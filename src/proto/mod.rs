//! Prometheus remote-storage wire types
//!
//! `prometheus.rs` is generated from `proto/remote.proto` and `proto/types.proto`
//! by the `regenerate-stub` binary. Do not edit it by hand; regenerate instead.
//! This module adds a few constructors on top of the generated types.

#[allow(clippy::all)]
mod prometheus;

pub use prometheus::*;

pub use label_matcher::Type as MatchType;
pub use read_request::ResponseType;

/// Label name carrying the metric name.
pub const METRIC_NAME_LABEL: &str = "__name__";

impl Label {
    pub fn new(name: impl Into<String>, value: impl Into<String>) -> Self {
        Self {
            name: name.into(),
            value: value.into(),
        }
    }
}

impl Sample {
    pub fn new(value: f64, timestamp: i64) -> Self {
        Self { value, timestamp }
    }
}

impl LabelMatcher {
    pub fn new(match_type: MatchType, name: impl Into<String>, value: impl Into<String>) -> Self {
        Self {
            r#type: match_type as i32,
            name: name.into(),
            value: value.into(),
        }
    }

    pub fn eq(name: impl Into<String>, value: impl Into<String>) -> Self {
        Self::new(MatchType::Eq, name, value)
    }
}

impl TimeSeries {
    /// Value of the label `name`, if present.
    pub fn label_value(&self, name: &str) -> Option<&str> {
        self.labels
            .iter()
            .find(|l| l.name == name)
            .map(|l| l.value.as_str())
    }

    /// Sort labels by name, the order remote-read consumers compare against.
    pub fn sort_labels(&mut self) {
        self.labels.sort_by(|a, b| a.name.cmp(&b.name));
    }
}

impl ReadResponse {
    /// True when the response carries no series for its first query.
    pub fn is_empty(&self) -> bool {
        self.results
            .first()
            .map_or(true, |result| result.timeseries.is_empty())
    }

    /// Series returned for the first query.
    pub fn first_series(&self) -> &[TimeSeries] {
        self.results
            .first()
            .map(|result| result.timeseries.as_slice())
            .unwrap_or_default()
    }
}

#[cfg(test)]
mod tests {
    use super::*;
    use prost::Message;

    #[test]
    fn test_sample_wire_layout() {
        // double (tag 1, wire type 1) followed by varint int64 (tag 2)
        let bytes = Sample::new(1.0, 5).encode_to_vec();
        assert_eq!(bytes[0], 0x09);
        assert_eq!(&bytes[1..9], &1.0f64.to_le_bytes());
        assert_eq!(&bytes[9..], &[0x10, 0x05]);
    }

    #[test]
    fn test_matcher_type_roundtrip() {
        let matcher = LabelMatcher::new(MatchType::Nre, "code", "2..");
        assert_eq!(matcher.r#type(), MatchType::Nre);
        assert_eq!(MatchType::from_str_name("NRE"), Some(MatchType::Nre));
    }

    #[test]
    fn test_empty_response() {
        assert!(ReadResponse::default().is_empty());

        let response = ReadResponse {
            results: vec![QueryResult::default()],
        };
        assert!(response.is_empty());
        assert!(response.first_series().is_empty());
    }

    #[test]
    fn test_sort_labels() {
        let mut series = TimeSeries {
            labels: vec![Label::new("job", "a"), Label::new(METRIC_NAME_LABEL, "up")],
            ..Default::default()
        };
        series.sort_labels();
        assert_eq!(series.labels[0].name, METRIC_NAME_LABEL);
        assert_eq!(series.label_value("job"), Some("a"));
        assert_eq!(series.label_value("missing"), None);
    }
}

----------

For an answer, give a copy of every line in the listing that holds the word "remote".

» **Your response**
//! Prometheus remote-storage wire types
//! `prometheus.rs` is generated from `proto/remote.proto` and `proto/types.proto`
    /// Sort labels by name, the order remote-read consumers compare against.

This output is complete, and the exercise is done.